An inception cohort of patients with early RA (symptom duration < 12 months), recruited during 1995–2005 from a defined area (Malmö, Sweden), was investigated. Radiographs of the hands and feet were scored in chronological order according to the modified Sharp–van der Heijde score (SHS), by a trained reader. RRP was defined as an increase of ≥ 5 points in SHS per year.
Two hundred and thirty-three patients were included. Radiographs were available from 216 patients at baseline, 206 patients at 1 year, and 171 patients at 5 years. Thirty-six patients (22%) had RRP up to 5 years. In logistic regression models, rheumatoid factor (RF) and anti-cyclic citrullinated peptides (anti-CCP), and increased erythrocyte sedimentation rate (ESR) or C-reactive protein (CRP) at baseline, predicted RRP over 5 years. Patients identified as overweight or obese had a significantly reduced risk of RRP up to 5 years (odds ratio (OR) 0.26; 95% confidence interval (CI) 0.11–0.63; adjusted for RF, baseline erosions, and ESR). Similar point estimates were obtained when stratifying for antibody status, and in models adjusted for smoking. A history of ever smoking was associated with a significantly increased risk of RRP up to 5 years, independent of body mass index (BMI) (OR 3.17; 95% CI 1.22–8.28; adjusted for BMI). At the 1-year follow-up, erosive changes, Disease Activity Score of 28 joints, Health Assessment Questionnaire, swollen joint count, and patient’s global assessment of disease activity and pain were also significantly associated with RRP up to 5 years.

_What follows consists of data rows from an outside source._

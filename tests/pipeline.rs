//! End-to-end submission pipeline over in-memory collections: pending
//! append, background resolution, in-place patch, cache warm-up, catalog
//! save-back, and supplier batching.

use std::sync::atomic::{AtomicUsize, Ordering};
use std::sync::Arc;
use std::time::Duration;

use async_trait::async_trait;
use tokio::sync::watch;
use tokio::time::{sleep, timeout};

use pastillo::build_context;
use pastillo::order::aggregate::{build_dispatch_message, compute_total_cost, group_pending_by_supplier};
use pastillo::order::{Category, OrderLine, Requester, Supplier, Unit};
use pastillo::store::memory::MemoryStore;
use pastillo::submit::SubmitRequest;
use pastillo::translate::{Lang, RawTranslations, TranslateError, Translator};
use pastillo::KitchenContext;

struct CountingTranslator {
    calls: AtomicUsize,
}

impl CountingTranslator {
    fn new() -> Arc<Self> {
        Arc::new(Self {
            calls: AtomicUsize::new(0),
        })
    }
}

#[async_trait]
impl Translator for CountingTranslator {
    async fn translate(
        &self,
        raw_name: &str,
        _input_lang: Lang,
    ) -> Result<RawTranslations, TranslateError> {
        self.calls.fetch_add(1, Ordering::SeqCst);
        match raw_name {
            "Domates" => Ok(RawTranslations {
                tr: Some("Domates".into()),
                de: Some("Tomaten".into()),
                pa: Some("ਟਮਾਟਰ".into()),
            }),
            "Biber" => Err(TranslateError::ApiError("network down".into())),
            other => Ok(RawTranslations {
                tr: Some(format!("{other} (tr)")),
                de: Some(format!("{other} (de)")),
                pa: Some(format!("{other} (pa)")),
            }),
        }
    }
}

fn context(translator: Arc<CountingTranslator>) -> (Arc<MemoryStore>, KitchenContext) {
    let store = Arc::new(MemoryStore::new());
    let ctx = build_context(
        store.clone(),
        store.clone(),
        store.clone(),
        Some(translator),
    )
    .expect("context");
    (store, ctx)
}

fn request(name: &str, supplier: Supplier) -> SubmitRequest {
    SubmitRequest {
        raw_name: name.to_string(),
        input_lang: Lang::Tr,
        category: Category::Veg,
        quantity: 2.0,
        unit: Unit::Kg,
        requester: Requester::Chef,
        supplier,
        estimated_cost: 10.0,
        save_to_catalog: false,
    }
}

/// Wait until no line in the snapshot is pending anymore.
async fn wait_all_resolved(rx: &mut watch::Receiver<Vec<OrderLine>>) -> Vec<OrderLine> {
    timeout(Duration::from_secs(5), async {
        loop {
            {
                let snapshot = rx.borrow();
                if !snapshot.is_empty() && snapshot.iter().all(|l| !l.pending) {
                    return snapshot.clone();
                }
            }
            rx.changed().await.expect("snapshot channel closed");
        }
    })
    .await
    .expect("resolution timed out")
}

#[tokio::test]
async fn submission_starts_pending_and_resolves_in_place() {
    let (_store, ctx) = context(CountingTranslator::new());
    let mut rx = ctx.orders.subscribe();

    let id = ctx.service.submit(request("Domates", Supplier::Hal)).unwrap();

    // The line exists immediately, before resolution lands.
    let pending = ctx
        .orders
        .snapshot()
        .into_iter()
        .find(|l| l.id == id)
        .unwrap();
    assert!(pending.pending);
    assert_eq!(pending.display_name(Lang::De), "Domates");

    let resolved = wait_all_resolved(&mut rx).await;
    let line = resolved.iter().find(|l| l.id == id).unwrap();
    assert!(!line.pending);
    assert_eq!(line.display_name(Lang::De), "Tomaten");
    assert_eq!(line.display_name(Lang::Pa), "ਟਮਾਟਰ");
}

#[tokio::test]
async fn warm_key_skips_the_external_call() {
    let translator = CountingTranslator::new();
    let (_store, ctx) = context(Arc::clone(&translator));
    let mut rx = ctx.orders.subscribe();

    ctx.service.submit(request("Domates", Supplier::Hal)).unwrap();
    wait_all_resolved(&mut rx).await;

    // Different casing and whitespace, same normalized key.
    ctx.service.submit(request("domates ", Supplier::Hal)).unwrap();
    let lines = wait_all_resolved(&mut rx).await;

    assert_eq!(translator.calls.load(Ordering::SeqCst), 1);
    assert!(lines
        .iter()
        .all(|l| l.display_name(Lang::De) == "Tomaten"));
}

#[tokio::test]
async fn failed_translation_resolves_to_identity_names() {
    let (_store, ctx) = context(CountingTranslator::new());
    let mut rx = ctx.orders.subscribe();

    ctx.service.submit(request("Biber", Supplier::Hal)).unwrap();
    let lines = wait_all_resolved(&mut rx).await;

    let line = &lines[0];
    assert!(!line.pending);
    for lang in Lang::ALL {
        assert_eq!(line.display_name(lang), "Biber");
    }
}

#[tokio::test]
async fn pending_lines_group_by_supplier_for_dispatch() {
    let (_store, ctx) = context(CountingTranslator::new());
    let mut rx = ctx.orders.subscribe();

    ctx.service.submit(request("Domates", Supplier::Metro)).unwrap();
    ctx.service.submit(request("Salatalık", Supplier::Hal)).unwrap();
    ctx.service.submit(request("Süt", Supplier::Metro)).unwrap();
    let lines = wait_all_resolved(&mut rx).await;

    let groups = group_pending_by_supplier(&lines);
    assert_eq!(groups.len(), 2);
    let metro = groups.iter().find(|g| g.supplier == Supplier::Metro).unwrap();
    let hal = groups.iter().find(|g| g.supplier == Supplier::Hal).unwrap();
    assert_eq!(metro.len(), 2);
    assert_eq!(hal.len(), 1);

    let message = build_dispatch_message(hal, Lang::Tr);
    assert!(message.starts_with("Sipariş Listesi: Hal\n"));
    assert!(message.contains("- 2 Kg Salatalık (tr)\n"));

    assert_eq!(compute_total_cost(&lines), 30.0);
}

#[tokio::test]
async fn bought_and_archived_lines_leave_the_dispatch_view() {
    let (_store, ctx) = context(CountingTranslator::new());
    let mut rx = ctx.orders.subscribe();

    let bought = ctx.service.submit(request("Domates", Supplier::Hal)).unwrap();
    let archived = ctx.service.submit(request("Süt", Supplier::Hal)).unwrap();
    let open = ctx.service.submit(request("Ayran", Supplier::Hal)).unwrap();
    wait_all_resolved(&mut rx).await;

    ctx.orders.set_bought(&bought, true).unwrap();
    ctx.orders.archive(&archived).unwrap();

    let lines = ctx.orders.snapshot();
    let groups = group_pending_by_supplier(&lines);
    assert_eq!(groups.len(), 1);
    assert_eq!(groups[0].len(), 1);
    assert_eq!(groups[0].lines[0].id, open);

    // The running budget still counts the bought line, but not the archived
    // one.
    assert_eq!(compute_total_cost(&lines), 20.0);
}

#[tokio::test]
async fn opt_in_save_back_catalogs_the_resolved_names() {
    let (_store, ctx) = context(CountingTranslator::new());
    let mut rx = ctx.orders.subscribe();

    let mut req = request("Salatalık", Supplier::Hal);
    req.save_to_catalog = true;
    req.estimated_cost = 15.0;
    ctx.service.submit(req).unwrap();
    wait_all_resolved(&mut rx).await;

    // The catalog write lands after the resolution patch; poll briefly.
    let entry = timeout(Duration::from_secs(5), async {
        loop {
            let veg = ctx.catalog.list_by_category(Category::Veg).unwrap();
            if let Some(entry) = veg.into_iter().find(|e| e.names.tr == "Salatalık (tr)") {
                return entry;
            }
            sleep(Duration::from_millis(10)).await;
        }
    })
    .await
    .expect("catalog save-back timed out");

    assert_eq!(entry.names.de, "Salatalık (de)");
    assert_eq!(entry.default_cost, 15.0);
    assert_eq!(entry.default_supplier, Supplier::Hal);
}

A history of smoking, presence of RF and/or anti-CCP and early erosions, high initial disease activity and active disease at 1 year, all increase the risk of RRP. Patients with a high BMI may have a reduced risk of severe joint damage. This pattern was not explained by differences in disease activity or antibody status. The results of this study suggest independent effects of smoking and BMI on the risk of RRP.